Cellular and humoral functional responses after BNT162b2 mRNA vaccination differ longitudinally between naive and subjects recovered from COVID-19

We have analyzed BNT162b2 vaccine-induced immune responses in naive subjects and individuals recovered from coronavirus disease 2019 (COVID-19), both soon after (14 days) and later after (almost 8 months) vaccination. Plasma spike (S)-specific immunoglobulins peak after one vaccine shot in individuals recovered from COVID-19, while a second dose is needed in naive subjects, although the latter group shows reduced levels all along the analyzed period. Despite how the neutralization capacity against severe acute respiratory syndrome coronavirus 2 (SARS-CoV-2) mirrors this behavior early after vaccination, both groups show comparable neutralizing antibodies and S-specific B cell levels late post-vaccination. When studying cellular responses, naive individuals exhibit higher SARS-CoV-2-specific cytokine production, CD4+ T cell activation, and proliferation than do individuals recovered from COVID-19, with patent inverse correlations between humoral and cellular variables early post-vaccination.

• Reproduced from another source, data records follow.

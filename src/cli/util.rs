use std::path::{Path, PathBuf};

use super::runner::OutputMode;
use crate::errors::SignError;

pub fn parse_output_mode(s: Option<&str>) -> OutputMode {
    match s.map(str::to_ascii_lowercase).as_deref() {
        Some("json") => OutputMode::Json,
        Some("plain") => OutputMode::Plain,
        _ => OutputMode::Human,
    }
}

/// The given path, else the configured fallback, else `MissingArgument(name)`.
pub fn require_path(given: Option<PathBuf>, fallback: Option<&Path>, name: &str) -> Result<PathBuf, SignError> {
    given
        .or_else(|| fallback.map(Path::to_path_buf))
        .ok_or_else(|| SignError::MissingArgument(name.to_string()))
}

However, almost 8 months post-vaccination, SARS-CoV-2-specific responses are comparable between both groups. Our data indicate that a previous history of COVID-19 differentially determines the functional T and B cell-mediated responses to BNT162b2 vaccination over time.

Automated summary

Our study shows that individuals recovered from COVID-19 only need one vaccine shot to generate high levels of immune responses, while naive subjects require two doses. However, both groups show comparable neutralizing antibodies and S-specific B cell levels in the late post-vaccination period. In terms of cellular responses, naive individuals exhibit higher levels of immune cell activation and proliferation compared to individuals recovered from COVID-19 in the early post-vaccination period, but after almost 8 months post-vaccination, both groups have comparable cellular responses.